WHAT THE TASK ASKS ->
Copy the lines of the entries exactly, from the opening one to the one holding "use std::fmt;", and leave out everything after.

---------------

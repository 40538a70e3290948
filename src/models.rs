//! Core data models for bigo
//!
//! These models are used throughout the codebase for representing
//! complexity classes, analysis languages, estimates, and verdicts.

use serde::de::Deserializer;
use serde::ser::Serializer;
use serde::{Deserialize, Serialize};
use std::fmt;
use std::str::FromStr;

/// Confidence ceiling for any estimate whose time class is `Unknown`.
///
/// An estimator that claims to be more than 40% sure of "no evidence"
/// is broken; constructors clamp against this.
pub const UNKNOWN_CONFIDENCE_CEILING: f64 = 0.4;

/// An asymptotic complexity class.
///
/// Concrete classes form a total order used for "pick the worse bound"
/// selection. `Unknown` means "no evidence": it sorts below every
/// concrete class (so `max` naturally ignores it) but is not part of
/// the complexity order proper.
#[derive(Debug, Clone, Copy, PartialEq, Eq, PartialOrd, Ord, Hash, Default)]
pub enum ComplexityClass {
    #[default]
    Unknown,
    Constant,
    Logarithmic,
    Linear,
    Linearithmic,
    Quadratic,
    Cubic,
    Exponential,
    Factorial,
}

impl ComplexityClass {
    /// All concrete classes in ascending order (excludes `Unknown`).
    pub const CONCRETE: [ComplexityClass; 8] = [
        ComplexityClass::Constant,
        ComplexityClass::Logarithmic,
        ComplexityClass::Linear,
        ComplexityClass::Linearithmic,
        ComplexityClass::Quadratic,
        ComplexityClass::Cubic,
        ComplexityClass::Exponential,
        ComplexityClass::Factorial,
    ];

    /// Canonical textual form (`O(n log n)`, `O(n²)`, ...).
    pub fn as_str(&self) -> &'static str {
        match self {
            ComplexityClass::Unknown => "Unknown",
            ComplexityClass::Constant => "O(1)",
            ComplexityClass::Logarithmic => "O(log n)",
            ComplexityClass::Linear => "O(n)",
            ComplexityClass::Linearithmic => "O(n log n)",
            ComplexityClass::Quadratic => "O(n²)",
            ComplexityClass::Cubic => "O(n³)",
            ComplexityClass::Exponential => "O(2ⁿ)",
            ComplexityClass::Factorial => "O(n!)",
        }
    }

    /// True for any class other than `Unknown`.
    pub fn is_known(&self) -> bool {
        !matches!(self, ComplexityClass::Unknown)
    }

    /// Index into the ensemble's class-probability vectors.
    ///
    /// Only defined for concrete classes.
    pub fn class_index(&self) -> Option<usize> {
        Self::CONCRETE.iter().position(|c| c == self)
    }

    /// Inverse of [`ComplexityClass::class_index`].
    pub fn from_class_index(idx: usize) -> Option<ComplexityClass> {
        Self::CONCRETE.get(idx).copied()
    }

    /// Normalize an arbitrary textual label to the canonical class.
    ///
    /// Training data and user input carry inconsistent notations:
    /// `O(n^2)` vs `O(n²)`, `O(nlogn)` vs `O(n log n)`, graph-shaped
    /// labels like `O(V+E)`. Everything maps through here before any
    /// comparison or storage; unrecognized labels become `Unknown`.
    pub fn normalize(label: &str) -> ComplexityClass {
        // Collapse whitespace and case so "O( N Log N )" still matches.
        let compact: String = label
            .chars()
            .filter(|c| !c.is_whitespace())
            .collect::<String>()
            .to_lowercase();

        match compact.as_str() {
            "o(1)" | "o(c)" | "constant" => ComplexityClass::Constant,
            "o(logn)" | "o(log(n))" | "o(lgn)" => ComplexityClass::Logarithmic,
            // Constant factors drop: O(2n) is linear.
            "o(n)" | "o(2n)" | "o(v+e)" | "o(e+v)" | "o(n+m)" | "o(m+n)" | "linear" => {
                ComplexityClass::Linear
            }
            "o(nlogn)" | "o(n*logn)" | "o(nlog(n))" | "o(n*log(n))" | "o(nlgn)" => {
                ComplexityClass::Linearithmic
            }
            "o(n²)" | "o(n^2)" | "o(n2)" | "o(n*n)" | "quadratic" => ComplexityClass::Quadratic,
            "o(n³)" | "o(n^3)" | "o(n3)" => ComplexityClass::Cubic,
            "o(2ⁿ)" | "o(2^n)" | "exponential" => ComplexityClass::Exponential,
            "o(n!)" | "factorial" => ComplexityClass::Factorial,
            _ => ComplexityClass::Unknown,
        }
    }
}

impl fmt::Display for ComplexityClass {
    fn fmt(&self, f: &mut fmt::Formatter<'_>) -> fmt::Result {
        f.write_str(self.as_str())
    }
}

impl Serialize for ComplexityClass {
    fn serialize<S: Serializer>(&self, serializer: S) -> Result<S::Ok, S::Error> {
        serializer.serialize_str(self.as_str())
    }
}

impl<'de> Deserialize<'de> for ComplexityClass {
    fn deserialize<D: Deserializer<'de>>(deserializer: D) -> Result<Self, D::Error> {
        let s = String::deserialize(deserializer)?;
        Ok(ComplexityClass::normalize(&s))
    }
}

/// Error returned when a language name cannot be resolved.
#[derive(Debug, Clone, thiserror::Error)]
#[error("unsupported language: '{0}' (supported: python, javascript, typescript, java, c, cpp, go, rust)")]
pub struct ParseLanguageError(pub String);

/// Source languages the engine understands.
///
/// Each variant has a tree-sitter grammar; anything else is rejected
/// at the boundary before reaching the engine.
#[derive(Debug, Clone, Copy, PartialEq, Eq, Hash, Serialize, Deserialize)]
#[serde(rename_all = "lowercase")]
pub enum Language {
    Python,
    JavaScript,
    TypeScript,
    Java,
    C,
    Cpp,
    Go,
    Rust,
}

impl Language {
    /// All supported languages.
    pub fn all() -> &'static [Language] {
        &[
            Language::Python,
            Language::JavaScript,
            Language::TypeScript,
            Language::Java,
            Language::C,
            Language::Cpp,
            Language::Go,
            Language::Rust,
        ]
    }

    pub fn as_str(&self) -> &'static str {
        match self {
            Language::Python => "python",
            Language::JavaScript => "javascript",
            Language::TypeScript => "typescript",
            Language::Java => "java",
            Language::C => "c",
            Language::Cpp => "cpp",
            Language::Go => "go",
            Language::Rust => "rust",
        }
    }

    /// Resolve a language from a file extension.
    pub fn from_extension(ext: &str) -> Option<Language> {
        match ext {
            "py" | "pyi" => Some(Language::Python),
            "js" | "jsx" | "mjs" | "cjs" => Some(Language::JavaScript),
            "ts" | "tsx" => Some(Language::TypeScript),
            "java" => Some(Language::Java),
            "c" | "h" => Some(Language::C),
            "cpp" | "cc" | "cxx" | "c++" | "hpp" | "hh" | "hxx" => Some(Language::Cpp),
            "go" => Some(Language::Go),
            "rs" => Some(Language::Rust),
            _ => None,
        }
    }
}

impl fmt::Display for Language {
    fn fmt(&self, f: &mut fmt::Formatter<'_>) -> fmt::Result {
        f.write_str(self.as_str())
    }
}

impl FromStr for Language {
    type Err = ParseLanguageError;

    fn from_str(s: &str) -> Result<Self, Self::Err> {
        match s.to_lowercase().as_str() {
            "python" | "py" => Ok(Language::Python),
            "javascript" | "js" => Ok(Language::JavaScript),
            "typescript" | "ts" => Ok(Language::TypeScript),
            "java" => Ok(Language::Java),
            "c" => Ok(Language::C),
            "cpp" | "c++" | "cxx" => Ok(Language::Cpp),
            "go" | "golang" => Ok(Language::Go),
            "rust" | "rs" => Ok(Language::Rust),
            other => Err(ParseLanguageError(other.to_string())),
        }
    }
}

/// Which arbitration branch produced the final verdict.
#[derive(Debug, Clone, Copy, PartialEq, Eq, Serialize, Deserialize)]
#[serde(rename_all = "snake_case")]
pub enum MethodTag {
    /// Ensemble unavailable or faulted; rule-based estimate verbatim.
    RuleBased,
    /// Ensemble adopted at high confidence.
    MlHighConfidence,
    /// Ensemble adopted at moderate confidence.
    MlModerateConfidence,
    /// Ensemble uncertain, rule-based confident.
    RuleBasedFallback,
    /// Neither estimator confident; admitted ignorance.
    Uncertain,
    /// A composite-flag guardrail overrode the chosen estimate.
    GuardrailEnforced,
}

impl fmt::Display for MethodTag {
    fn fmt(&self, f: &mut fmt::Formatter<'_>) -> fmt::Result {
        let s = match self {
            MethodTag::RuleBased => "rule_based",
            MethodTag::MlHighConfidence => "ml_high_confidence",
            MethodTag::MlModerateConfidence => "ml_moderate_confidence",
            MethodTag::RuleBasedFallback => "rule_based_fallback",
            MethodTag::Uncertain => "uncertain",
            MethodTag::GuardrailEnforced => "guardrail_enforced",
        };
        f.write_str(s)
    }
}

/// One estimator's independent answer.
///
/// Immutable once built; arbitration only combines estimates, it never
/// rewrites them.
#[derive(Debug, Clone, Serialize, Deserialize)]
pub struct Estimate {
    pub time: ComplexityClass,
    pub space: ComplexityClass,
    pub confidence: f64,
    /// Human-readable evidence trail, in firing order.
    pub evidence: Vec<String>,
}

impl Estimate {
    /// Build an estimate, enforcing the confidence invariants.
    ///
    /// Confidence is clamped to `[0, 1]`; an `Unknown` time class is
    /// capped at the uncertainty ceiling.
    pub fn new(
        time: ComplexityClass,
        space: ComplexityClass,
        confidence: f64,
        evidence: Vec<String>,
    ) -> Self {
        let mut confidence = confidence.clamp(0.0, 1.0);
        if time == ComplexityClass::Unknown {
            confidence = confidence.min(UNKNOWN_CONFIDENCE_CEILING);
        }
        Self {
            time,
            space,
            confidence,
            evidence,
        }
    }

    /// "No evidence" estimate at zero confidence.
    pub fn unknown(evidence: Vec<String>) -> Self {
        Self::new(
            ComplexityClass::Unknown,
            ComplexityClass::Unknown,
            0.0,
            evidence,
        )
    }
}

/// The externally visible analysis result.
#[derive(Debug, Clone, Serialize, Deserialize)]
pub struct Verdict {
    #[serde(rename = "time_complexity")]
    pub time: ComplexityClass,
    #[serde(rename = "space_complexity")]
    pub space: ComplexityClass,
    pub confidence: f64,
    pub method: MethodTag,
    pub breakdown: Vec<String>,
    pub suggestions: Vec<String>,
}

---------------

YOUR RESPONSE ->
repository 40538a70e3290948
filename src/models.rs
//! Core data models for bigo
//!
//! These models are used throughout the codebase for representing
//! complexity classes, analysis languages, estimates, and verdicts.

use serde::de::Deserializer;
use serde::ser::Serializer;
use serde::{Deserialize, Serialize};
use std::fmt;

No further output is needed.